What a lawyer thinks of as a “perfect client” in the domestic relations sense is a client who helps the process of the dissolution, custody, or support matter along. We know how hard this process is to be going through, but it can be a much more difficult process the longer it drags on — and a much more expensive one for you. (Although we like getting paid as much as anyone else, we believe we should be problem-solvers, not problem-creators.)
Good attorneys will always treat their clients — all of their clients — with the same professionalism and respect they treat any other client. However, by helping us help you, you can make the process smoother, lower your costs, and get a better result! Here are some things you can do to help your attorney in your domestic relations case, to make things run more smoothly.
- Tell us everything — the good, the bad, the ugly. We want to know the nastiest things the other side might throw at us, true or not. If you have hidden sources of income, a stake in Anna Nicole Smith’s love nest in the Bahamas, or a rare coin collection, we need to know and plan accordingly.
- Provide us with your tax, banking, investment, insurance, titles to cars and whatnot, and any other requested information quickly in the process (if you can bring this stuff to your first meeting, we might very well cry with joy). If you’re not in a place where you can get the information, sign a release that allows the attorney to request the information on your behalf.
- Keep in contact with us. We’ll provide you with frequent updates, but there are times when we need to get in contact with you quickly, too.

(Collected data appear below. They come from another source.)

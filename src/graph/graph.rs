use serde::{Deserialize, Serialize};

use crate::error::{OpsError, Result};
use crate::graph::array::Array;
use crate::graph::dtype::DType;
use crate::graph::init::Initializer;
use crate::graph::shape::{Dim, Shape};
use crate::graph::tensor::{NodeId, Tensor, VarId, Variable};
use crate::graph::variable::{Resolution, VariableDef, VariableStore};

#[derive(Debug, Clone, Copy, PartialEq)]
pub enum UnaryOp {
    Square,
    Sqrt,
    Abs,
    Neg,
    Relu,
    Tanh,
    Sigmoid,
    Exp,
    Selu,
    LeakyRelu(f32),
}

#[derive(Debug, Clone, Copy, PartialEq, Eq)]
pub enum BinaryOp {
    Add,
    Sub,
    Mul,
    Div,
    Maximum,
}

#[derive(Debug, Clone, Copy, PartialEq, Eq, Serialize, Deserialize)]
#[serde(rename_all = "snake_case")]
pub enum ReduceKind {
    Sum,
    Mean,
    Min,
    Max,
    LogSumExp,
}

#[derive(Debug, Clone, Copy, PartialEq, Eq, Default, Serialize, Deserialize)]
#[serde(rename_all = "snake_case")]
pub enum ResizeMethod {
    #[default]
    Bilinear,
    NearestNeighbor,
    Bicubic,
}

/// Operation recorded in a graph node. Operands live in `Node::inputs`.
#[derive(Debug, Clone, PartialEq)]
pub enum Op {
    Placeholder,
    Constant(Array),
    Variable(VarId),
    Unary(UnaryOp),
    Binary(BinaryOp),
    MatMul,
    /// NHWC input, HWIO filter, SAME padding. Strides are (height, width).
    Conv2d { strides: (usize, usize) },
    /// NHWC input, HWOI filter, SAME padding.
    Conv2dTranspose { output_shape: [usize; 4], strides: (usize, usize) },
    Reduce { kind: ReduceKind, axes: Vec<usize>, keep_dims: bool },
    /// Target dims; at most one -1, resolved from the element count at run time.
    Reshape(Vec<i64>),
    Slice { begin: Vec<usize>, size: Vec<i64> },
    Concat { axis: usize },
    Squeeze { axes: Vec<usize> },
    OnesLike,
    ResizeImages { height: usize, width: usize, method: ResizeMethod },
}

/// Graph size at some point of construction; see `Graph::rollback`.
#[derive(Debug, Clone, Copy, PartialEq, Eq)]
pub struct Checkpoint {
    nodes: usize,
    variables: usize,
}

/// One recorded operation.
///
/// Fields:
/// - `name`: scoped label, `<scope>/<op>_<id>`, or the variable's name
/// - `op`: what to compute
/// - `inputs`: operand nodes, all with smaller ids
/// - `shape`: static shape inferred when the node was added
/// - `dtype`: precision the output is rounded to
#[derive(Debug, Clone)]
pub struct Node {
    pub name: String,
    pub op: Op,
    pub inputs: Vec<NodeId>,
    pub shape: Shape,
    pub dtype: DType,
}

/// Symbolic computation graph.
///
/// Every builder method infers the static shape of its output and rejects
/// contradictions immediately; values only exist once a `Session` runs it.
#[derive(Debug, Default)]
pub struct Graph {
    nodes: Vec<Node>,
    variables: VariableStore,
}
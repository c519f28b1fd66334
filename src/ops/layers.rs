use crate::error::{OpsError, Result};
use crate::graph::{Array, Initializer, ReduceKind, Session, Tensor, UnaryOp, Variable};
use crate::ops::builder::{Ops, WeightNormInit};
use crate::ops::config::{LayerRegularizer, LinearType};

/// Guards the square roots of the cosine-normalized convolution.
const COSINE_CONV_EPSILON: f32 = 1e-4;
/// Guards the norms of the cosine-normalized dense layer.
const COSINE_LINEAR_EPSILON: f32 = 1e-6;
/// Added to the variance when deriving the weight-norm gain.
const WEIGHT_NORM_EPSILON: f32 = 1e-8;
const NORM_EPSILON: f32 = 1e-5;

impl Ops {
    /// SAME-padded 2-D convolution plus bias, or its cosine / weight-norm
    /// variant when `layer_regularizer` selects one.
    pub fn conv2d(
        &mut self,
        net: &Tensor,
        filter_w: usize,
        filter_h: usize,
        stride_w: usize,
        stride_h: usize,
        output_dim: usize,
    ) -> Result<Tensor> {
        match self.config().layer_regularizer {
            LayerRegularizer::CosineNorm => {
                tracing::debug!("conv2d: cosine norm");
                return self.cosine_conv2d(net, filter_w, filter_h, stride_w, stride_h, output_dim);
            }
            LayerRegularizer::WeightNorm => {
                tracing::debug!("conv2d: weight norm");
                return self.weightnorm_conv2d(net, filter_w, filter_h, stride_w, stride_h, output_dim);
            }
            LayerRegularizer::None => {}
        }

        let in_dim = channels("conv2d", net)?;
        self.scoped(|ops| {
            let w = ops.get_weight(&[filter_h, filter_w, in_dim, output_dim], None, None)?;
            let conv = ops.graph.conv2d(net, w.tensor(), (stride_h, stride_w))?;
            let b = ops.get_bias(&[output_dim], 0.0, None)?;
            ops.graph.add(&conv, b.tensor())
        })
    }

    /// Convolution divided by the L2 norms of the filter and of each input
    /// patch, so the response is a cosine similarity.
    pub fn cosine_conv2d(
        &mut self,
        net: &Tensor,
        filter_w: usize,
        filter_h: usize,
        stride_w: usize,
        stride_h: usize,
        output_dim: usize,
    ) -> Result<Tensor> {
        let in_dim = channels("cosine_conv2d", net)?;
        let strides = (stride_h, stride_w);
        self.scoped(|ops| {
            let w = ops.get_weight(&[filter_h, filter_w, in_dim, output_dim], None, None)?;
            let b = ops.get_bias(&[output_dim], 0.001, None)?;
            let g = &mut ops.graph;

            let conv = g.conv2d(net, w.tensor(), strides)?;
            let conv = g.add(&conv, b.tensor())?;

            let w_square = g.square(w.tensor());
            let ones = g.ones_like(net);
            let w_sum = g.conv2d(&ones, &w_square, strides)?;
            let w_sum = g.add_scalar(&w_sum, COSINE_CONV_EPSILON)?;
            let w_norm = g.sqrt(&w_sum);

            let net_square = g.square(net);
            let w_ones = g.ones_like(w.tensor());
            let net_sum = g.conv2d(&net_square, &w_ones, strides)?;
            let net_sum = g.add_scalar(&net_sum, COSINE_CONV_EPSILON)?;
            let net_norm = g.sqrt(&net_sum);

            let denom = g.mul(&w_norm, &net_norm)?;
            g.div(&conv, &denom)
        })
    }

    /// Weight-normalized convolution `g * conv(net, V / |V|) + b`.
    ///
    /// `g` starts at 1 and `b` at 0. Call `data_dependent_init` with the
    /// first batch to set them so that batch comes out with zero mean and
    /// unit variance per channel. After that the three parameters are fixed
    /// and later batches are not re-standardized.
    pub fn weightnorm_conv2d(
        &mut self,
        net: &Tensor,
        filter_w: usize,
        filter_h: usize,
        stride_w: usize,
        stride_h: usize,
        output_dim: usize,
    ) -> Result<Tensor> {
        let in_dim = channels("weightnorm_conv2d", net)?;
        self.scoped(|ops| {
            let g = ops.get_weight(&[1, 1, 1, output_dim], Some("g"), Some(Initializer::constant(1.0)))?;
            let b = ops.get_bias(&[output_dim], 0.0, None)?;
            let v = ops.get_weight(&[filter_h, filter_w, in_dim, output_dim], Some("v"), None)?;

            let v_norm = ops.graph.l2_normalize(v.tensor(), &[0, 1, 2])?;
            let x = ops.graph.conv2d(net, &v_norm, (stride_h, stride_w))?;
            ops.weight_norm_output(x, g, b)
        })
    }

    /// Transposed-convolution counterpart of `weightnorm_conv2d`.
    pub fn weightnorm_deconv2d(
        &mut self,
        net: &Tensor,
        filter_w: usize,
        filter_h: usize,
        stride_w: usize,
        stride_h: usize,
        output_dim: usize,
    ) -> Result<Tensor> {
        let [batch, height, width, in_dim] = known_nhwc("weightnorm_deconv2d", net)?;
        let target = [batch, height * stride_h, width * stride_w, output_dim];
        self.scoped(|ops| {
            let g = ops.get_weight(&[1, 1, 1, output_dim], Some("g"), Some(Initializer::constant(1.0)))?;
            let b = ops.get_bias(&[output_dim], 0.0, None)?;
            let v = ops.get_weight(&[filter_h, filter_w, output_dim, in_dim], Some("v"), None)?;

            let v_norm = ops.graph.l2_normalize(v.tensor(), &[0, 1, 2])?;
            let x = ops.graph.conv2d_transpose(net, &v_norm, target, (stride_h, stride_w))?;
            ops.weight_norm_output(x, g, b)
        })
    }

    /// `g * x + b`. A first pass also queues `x` for `data_dependent_init`.
    fn weight_norm_output(&mut self, provisional: Tensor, gain: Variable, bias: Variable) -> Result<Tensor> {
        let scaled = self.graph.mul(gain.tensor(), &provisional)?;
        let out = self.graph.add(&scaled, bias.tensor())?;
        if !self.is_reusing() {
            self.weight_norm_inits.push(WeightNormInit { provisional, gain, bias });
        }
        Ok(out)
    }

    /// Sets the gain and bias of every weight-norm layer built since the
    /// last call from the statistics of one batch: with `m` and `v` the
    /// per-channel mean and variance of `conv(net, V_norm)`,
    /// `g = 1 / sqrt(v + 1e-8)` and `b = -m * g`.
    ///
    /// Layers are processed in construction order, so a layer sees the
    /// already-initialized output of the layers feeding it. Run this after
    /// `initialize_variables`; it does nothing when no layer is waiting.
    pub fn data_dependent_init(&mut self, session: &mut Session, feeds: &[(&Tensor, Array)]) -> Result<()> {
        if self.weight_norm_inits.is_empty() {
            return Ok(());
        }
        for init in &self.weight_norm_inits {
            let x = session.run_one(&self.graph, &init.provisional, feeds)?;
            let (mean, variance) = x.channel_moments();
            let gain: Vec<f32> = variance.iter().map(|v| 1.0 / (v + WEIGHT_NORM_EPSILON).sqrt()).collect();
            let bias: Vec<f32> = mean.iter().zip(&gain).map(|(m, g)| -m * g).collect();
            session.assign(&self.graph, &init.gain, Array::from_vec(&[1, 1, 1, gain.len()], gain)?)?;
            session.assign(&self.graph, &init.bias, Array::from_vec(&[bias.len()], bias)?)?;
        }
        tracing::info!(layers = self.weight_norm_inits.len(), "weight norm initialized from batch");
        self.weight_norm_inits.clear();
        Ok(())
    }

    /// Transposed convolution to `[batch, h * stride_h, w * stride_w, output_dim]`.
    /// The input's static shape must be fully known.
    pub fn deconv2d(
        &mut self,
        net: &Tensor,
        filter_w: usize,
        filter_h: usize,
        stride_w: usize,
        stride_h: usize,
        output_dim: usize,
    ) -> Result<Tensor> {
        let [batch, height, width, in_dim] = known_nhwc("deconv2d", net)?;
        if self.config().layer_regularizer == LayerRegularizer::WeightNorm {
            tracing::debug!("deconv2d: weight norm");
            return self.weightnorm_deconv2d(net, filter_w, filter_h, stride_w, stride_h, output_dim);
        }
        let output_shape = [batch, height * stride_h, width * stride_w, output_dim];
        self.scoped(|ops| {
            // filter: [height, width, output_channels, in_channels]
            let w = ops.get_weight(&[filter_h, filter_w, output_dim, in_dim], None, None)?;
            let deconv = ops.graph.conv2d_transpose(net, w.tensor(), output_shape, (stride_h, stride_w))?;
            let b = ops.get_bias(&[output_dim], 0.0, None)?;
            ops.graph.add(&deconv, b.tensor())
        })
    }

    /// Dense layer `net · w + b`, or `cosine_linear` when configured.
    pub fn linear(&mut self, net: &Tensor, output_dim: usize) -> Result<Tensor> {
        if self.config().linear_type == LinearType::Cosine {
            return self.cosine_linear(net, output_dim);
        }
        let in_dim = features("linear", net)?;
        self.scoped(|ops| {
            let w = ops.get_weight(&[in_dim, output_dim], None, None)?;
            let b = ops.get_bias(&[output_dim], 0.0, None)?;
            let product = ops.graph.matmul(net, w.tensor())?;
            ops.graph.add(&product, b.tensor())
        })
    }

    pub fn cosine_linear(&mut self, net: &Tensor, output_dim: usize) -> Result<Tensor> {
        let in_dim = features("cosine_linear", net)?;
        self.scoped(|ops| {
            let w = ops.get_weight(&[in_dim, output_dim], Some("cos_w"), None)?;
            let b = ops.get_bias(&[output_dim], 0.001, None)?;
            let g = &mut ops.graph;

            let w_square = g.square(w.tensor());
            let w_sum = g.reduce(ReduceKind::Sum, &w_square, Some(&[0]), true)?;
            let b_square = g.square(b.tensor());
            let w_sum = g.add(&w_sum, &b_square)?;
            let w_norm = g.sqrt(&w_sum);
            let w_norm = g.add_scalar(&w_norm, COSINE_LINEAR_EPSILON)?;

            let x_square = g.square(net);
            let x_sum = g.reduce(ReduceKind::Sum, &x_square, Some(&[1]), true)?;
            let x_sum = g.add_scalar(&x_sum, COSINE_LINEAR_EPSILON)?;
            let x_norm = g.sqrt(&x_sum);

            let product = g.matmul(net, w.tensor())?;
            let bias = g.mul_scalar(b.tensor(), 0.001)?;
            let logits = g.add(&product, &bias)?;
            let logits = g.div(&logits, &w_norm)?;
            g.div(&logits, &x_norm)
        })
    }

    /// Normalizes over the batch and spatial axes, with a learned per-channel
    /// scale and offset.
    pub fn batch_norm(&mut self, net: &Tensor) -> Result<Tensor> {
        let axes: Vec<isize> = (0..net.shape().rank().saturating_sub(1) as isize).collect();
        self.normalize("batch_norm", net, &axes)
    }

    /// Normalizes each example over all of its non-batch axes, with a learned
    /// per-channel scale and offset.
    pub fn layer_norm(&mut self, net: &Tensor) -> Result<Tensor> {
        let axes: Vec<isize> = (1..net.shape().rank() as isize).collect();
        self.normalize("layer_norm", net, &axes)
    }

    fn normalize(&mut self, operation: &str, net: &Tensor, axes: &[isize]) -> Result<Tensor> {
        if axes.is_empty() {
            return Err(OpsError::shape_mismatch(operation, "rank 2 or more", net.shape()));
        }
        let channels = channels(operation, net)?;
        self.scoped(|ops| {
            let gamma = ops.get_weight(&[channels], Some("gamma"), Some(Initializer::constant(1.0)))?;
            let beta = ops.get_bias(&[channels], 0.0, Some("beta"))?;
            let g = &mut ops.graph;

            let mean = g.reduce(ReduceKind::Mean, net, Some(axes), true)?;
            let centered = g.sub(net, &mean)?;
            let squared = g.square(&centered);
            let variance = g.reduce(ReduceKind::Mean, &squared, Some(axes), true)?;
            let variance = g.add_scalar(&variance, NORM_EPSILON)?;
            let std = g.sqrt(&variance);
            let normalized = g.div(&centered, &std)?;
            let scaled = g.mul(&normalized, gamma.tensor())?;
            g.add(&scaled, beta.tensor())
        })
    }

    pub fn l1_distance(&mut self, a: &Tensor, b: &Tensor) -> Result<Tensor> {
        let diff = self.graph.sub(a, b)?;
        Ok(self.graph.unary(UnaryOp::Abs, &diff))
    }

    pub fn l2_distance(&mut self, a: &Tensor, b: &Tensor) -> Result<Tensor> {
        let diff = self.graph.sub(a, b)?;
        Ok(self.graph.square(&diff))
    }
}

/// Known size of the last axis.
fn channels(operation: &str, net: &Tensor) -> Result<usize> {
    net.shape()
        .last()
        .ok_or_else(|| OpsError::shape_mismatch(operation, "known channel dimension", net.shape()))
}

/// Known feature size of a rank-2 input.
fn features(operation: &str, net: &Tensor) -> Result<usize> {
    match (net.shape().rank(), net.shape().dim(1)) {
        (2, Some(n)) => Ok(n),
        _ => Err(OpsError::shape_mismatch(operation, "[batch, known features]", net.shape())),
    }
}

fn known_nhwc(operation: &str, net: &Tensor) -> Result<[usize; 4]> {
    match net.shape().to_concrete().as_deref() {
        Some(&[b, h, w, c]) => Ok([b, h, w, c]),
        _ => Err(OpsError::shape_mismatch(operation, "fully known [batch, height, width, channels]", net.shape())),
    }
}
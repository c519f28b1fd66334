use std::collections::{BTreeMap, HashMap};
use std::fmt;
use std::sync::Arc;

use serde_json::Value;

use crate::error::{OpsError, Result};
use crate::graph::{ReduceKind, Tensor, UnaryOp, Variable};
use crate::ops::activations::Activation;
use crate::ops::builder::Ops;
use crate::ops::config::LayerRegularizer;

/// Argument handed to a resolved callable. Configuration values can end up
/// here too, which is why `Ops::assert_tensor` exists.
#[derive(Debug, Clone)]
pub enum Operand {
    Tensor(Tensor),
    Variable(Variable),
    Value(Value),
}

impl From<Tensor> for Operand {
    fn from(t: Tensor) -> Self {
        Operand::Tensor(t)
    }
}

impl From<Variable> for Operand {
    fn from(v: Variable) -> Self {
        Operand::Variable(v)
    }
}

impl From<Value> for Operand {
    fn from(v: Value) -> Self {
        Operand::Value(v)
    }
}

/// Collapses a tensor, either over every axis or through a one-unit dense
/// projection (`reduce_linear`).
#[derive(Debug, Clone, Copy, PartialEq, Eq)]
pub enum Reduction {
    Mean,
    Min,
    Sum,
    LogSumExp,
    Linear,
}

impl Reduction {
    pub fn apply(&self, ops: &mut Ops, net: &Tensor) -> Result<Tensor> {
        let kind = match self {
            Reduction::Mean => ReduceKind::Mean,
            Reduction::Min => ReduceKind::Min,
            Reduction::Sum => ReduceKind::Sum,
            Reduction::LogSumExp => ReduceKind::LogSumExp,
            Reduction::Linear => return ops.linear(net, 1),
        };
        ops.graph_mut().reduce(kind, net, None, false)
    }
}

impl Ops {
    /// Reduction that projects `net` to a single output feature.
    pub fn reduce_linear(&self) -> Reduction {
        Reduction::Linear
    }
}

#[derive(Debug, Clone, Copy, PartialEq, Eq)]
pub enum Distance {
    L1,
    L2,
}

#[derive(Debug, Clone, Copy, PartialEq, Eq)]
pub enum Normalizer {
    BatchNorm,
    LayerNorm,
}

pub type OpFn = Arc<dyn Fn(&mut Ops, &[Operand]) -> Result<Tensor> + Send + Sync>;

/// A registry entry resolved from a `function:` or `class:` path.
#[derive(Clone)]
pub struct Callable {
    pub path: String,
    func: OpFn,
}

impl fmt::Debug for Callable {
    fn fmt(&self, f: &mut fmt::Formatter<'_>) -> fmt::Result {
        f.debug_struct("Callable").field("path", &self.path).finish()
    }
}

/// Explicit table of the paths `function:` / `class:` symbols may name.
#[derive(Clone, Default)]
pub struct Registry {
    entries: HashMap<String, OpFn>,
}

impl Registry {
    pub fn new() -> Registry {
        Registry::default()
    }

    /// Registry holding this crate's own operators under `ferrite_ops.*`.
    pub fn with_builtins() -> Registry {
        let mut registry = Registry::new();
        for name in ["tanh", "sigmoid", "relu", "crelu", "prelu", "trelu", "frelu", "selu", "lrelu", "square"] {
            if let Some(activation) = Activation::from_name(name) {
                registry.register(
                    &format!("ferrite_ops.activations.{name}"),
                    Arc::new(move |ops: &mut Ops, args: &[Operand]| {
                        let x = single_tensor(ops, args)?;
                        activation.apply(ops, &x)
                    }),
                );
            }
        }
        registry.register(
            "ferrite_ops.layers.batch_norm",
            Arc::new(|ops: &mut Ops, args: &[Operand]| {
                let x = single_tensor(ops, args)?;
                ops.batch_norm(&x)
            }),
        );
        registry.register(
            "ferrite_ops.layers.layer_norm",
            Arc::new(|ops: &mut Ops, args: &[Operand]| {
                let x = single_tensor(ops, args)?;
                ops.layer_norm(&x)
            }),
        );
        registry.register(
            "ferrite_ops.math.abs",
            Arc::new(|ops: &mut Ops, args: &[Operand]| {
                let x = single_tensor(ops, args)?;
                Ok(ops.graph_mut().unary(UnaryOp::Abs, &x))
            }),
        );
        registry
    }

    pub fn register(&mut self, path: &str, func: OpFn) {
        self.entries.insert(path.to_string(), func);
    }

    pub fn contains(&self, path: &str) -> bool {
        self.entries.contains_key(path)
    }

    pub fn get(&self, path: &str) -> Result<Callable> {
        self.entries
            .get(path)
            .map(|func| Callable { path: path.to_string(), func: Arc::clone(func) })
            .ok_or_else(|| OpsError::UnresolvedSymbol(path.to_string()))
    }
}

/// Result of `Ops::lookup`.
#[derive(Debug, Clone)]
pub enum Resolved {
    None,
    List(Vec<Resolved>),
    Map(BTreeMap<String, Resolved>),
    Activation(Activation),
    Reduction(Reduction),
    Distance(Distance),
    Normalizer(Normalizer),
    Regularizer(LayerRegularizer),
    Function(Callable),
    /// A string outside the vocabulary, passed through untouched.
    Text(String),
    /// A non-string, non-container value, passed through untouched.
    Literal(Value),
}

impl Resolved {
    /// Invokes a callable resolution on `args`.
    pub fn apply(&self, ops: &mut Ops, args: &[Operand]) -> Result<Tensor> {
        match self {
            Resolved::Activation(a) => {
                let x = single_tensor(ops, args)?;
                a.apply(ops, &x)
            }
            Resolved::Reduction(r) => {
                let x = single_tensor(ops, args)?;
                r.apply(ops, &x)
            }
            Resolved::Normalizer(n) => {
                let x = single_tensor(ops, args)?;
                match n {
                    Normalizer::BatchNorm => ops.batch_norm(&x),
                    Normalizer::LayerNorm => ops.layer_norm(&x),
                }
            }
            Resolved::Distance(d) => {
                let [a, b] = args else {
                    return Err(OpsError::backend("distance", format!("expects 2 operands, got {}", args.len())));
                };
                let (a, b) = (ops.assert_tensor(a)?, ops.assert_tensor(b)?);
                match d {
                    Distance::L1 => ops.l1_distance(&a, &b),
                    Distance::L2 => ops.l2_distance(&a, &b),
                }
            }
            Resolved::Function(c) => (c.func)(ops, args),
            other => Err(OpsError::Configuration(format!("{other:?} is not callable"))),
        }
    }
}

fn single_tensor(ops: &Ops, args: &[Operand]) -> Result<Tensor> {
    match args {
        [x] => ops.assert_tensor(x),
        _ => Err(OpsError::backend("apply", format!("expects 1 operand, got {}", args.len()))),
    }
}

impl Ops {
    /// Resolves configuration symbols to operators.
    ///
    /// Lists and maps resolve element by element, keeping map keys.
    /// `function:` / `class:` paths go through the registry, and a missing
    /// path is an error. Names in the fixed vocabulary map to their
    /// operators. Every other string or scalar passes through unchanged.
    pub fn lookup(&self, symbol: &Value) -> Result<Resolved> {
        match symbol {
            Value::Null => Ok(Resolved::None),
            Value::Array(items) => items
                .iter()
                .map(|s| self.lookup(s))
                .collect::<Result<Vec<_>>>()
                .map(Resolved::List),
            Value::Object(map) => map
                .iter()
                .map(|(k, v)| -> Result<(String, Resolved)> { Ok((k.clone(), self.lookup(v)?)) })
                .collect::<Result<BTreeMap<_, _>>>()
                .map(Resolved::Map),
            Value::String(s) => self.lookup_str(s),
            other => Ok(Resolved::Literal(other.clone())),
        }
    }

    pub fn lookup_str(&self, symbol: &str) -> Result<Resolved> {
        if let Some(path) = symbol.strip_prefix("function:").or_else(|| symbol.strip_prefix("class:")) {
            return self.registry().get(path).map(Resolved::Function);
        }
        if let Some(activation) = Activation::from_name(symbol) {
            return Ok(Resolved::Activation(activation));
        }
        let resolved = match symbol {
            "reduce_mean" => Resolved::Reduction(Reduction::Mean),
            "reduce_min" => Resolved::Reduction(Reduction::Min),
            "reduce_sum" => Resolved::Reduction(Reduction::Sum),
            "reduce_logsumexp" => Resolved::Reduction(Reduction::LogSumExp),
            "reduce_linear" => Resolved::Reduction(self.reduce_linear()),
            "l1_distance" => Resolved::Distance(Distance::L1),
            "l2_distance" => Resolved::Distance(Distance::L2),
            "batch_norm" => Resolved::Normalizer(Normalizer::BatchNorm),
            "layer_norm" => Resolved::Normalizer(Normalizer::LayerNorm),
            "cosine_norm" => Resolved::Regularizer(LayerRegularizer::CosineNorm),
            other => Resolved::Text(other.to_string()),
        };
        Ok(resolved)
    }
}

#[cfg(test)]
mod tests {
    use super::*;
    use crate::ops::config::OpsConfig;
    use serde_json::json;

    fn ops() -> Ops {
        Ops::new(OpsConfig::default()).unwrap()
    }

    #[test]
    fn vocabulary_resolves() {
        let ops = ops();
        assert!(matches!(ops.lookup_str("lrelu"), Ok(Resolved::Activation(Activation::Lrelu))));
        assert!(matches!(ops.lookup_str("reduce_logsumexp"), Ok(Resolved::Reduction(Reduction::LogSumExp))));
        assert!(matches!(ops.lookup_str("reduce_linear"), Ok(Resolved::Reduction(Reduction::Linear))));
        assert!(matches!(ops.lookup_str("l2_distance"), Ok(Resolved::Distance(Distance::L2))));
        assert!(matches!(
            ops.lookup_str("cosine_norm"),
            Ok(Resolved::Regularizer(LayerRegularizer::CosineNorm))
        ));
    }

    #[test]
    fn function_paths_use_registry() {
        let ops = ops();
        assert!(matches!(
            ops.lookup_str("function:ferrite_ops.activations.relu"),
            Ok(Resolved::Function(_))
        ));
        assert!(matches!(
            ops.lookup_str("class:ferrite_ops.layers.layer_norm"),
            Ok(Resolved::Function(_))
        ));
        assert_eq!(
            ops.lookup_str("function:numpy.missing").unwrap_err(),
            OpsError::UnresolvedSymbol("numpy.missing".to_string())
        );
    }

    #[test]
    fn null_and_literals_pass_through() {
        let ops = ops();
        assert!(matches!(ops.lookup(&Value::Null), Ok(Resolved::None)));
        assert!(matches!(ops.lookup(&json!(0.5)), Ok(Resolved::Literal(v)) if v == json!(0.5)));
    }

    #[test]
    fn non_callables_refuse_apply() {
        let mut ops = ops();
        let x = ops.placeholder(vec![Some(1), Some(2)]);
        let text = ops.lookup_str("adam").unwrap();
        assert!(matches!(text.apply(&mut ops, &[x.into()]), Err(OpsError::Configuration(_))));
    }
}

- Similarly, let us know the best way to contact you. If you’re one of those people who hates checking her voicemail but lives on her computer (wait, that would be me when I’m at home), let us know your email address and if that’s a better way to stay in touch.
- Understand that a contested divorce may take a while, even if it ultimately settles. We want closure for you as soon as we can get it, too, but not at the expense of a good settlement for you.
- If your case involves child custody, parenting time, or support, sign up and follow through with the mandatory education classes as soon as you can.
- Remember that your attorney is there to give you expert advice and recommendations, but isn’t going to be able to make the final decision about whether or not you should take a settlement. He can and will tell you if it’s a good idea or a bad idea, and what the benefits and pitfalls of an offer might entail, but the ultimate decision is going to be yours.
- Also, if you don’t like the way negotiations may be headed, if you change your mind about the way the case is going, or if you’re just generally unhappy about something, please say so. We’d much rather know about it (and fix it) than to find out much, much later that you’d been unhappy for a very long time.
Advice aside, we know that this may be the, or one of the most difficult times of your life. We treat all of our clients as we would hope to be treated under the same circumstances: with diligence to their case, courtesy, the utmost respect, and the highest level of customer service possible.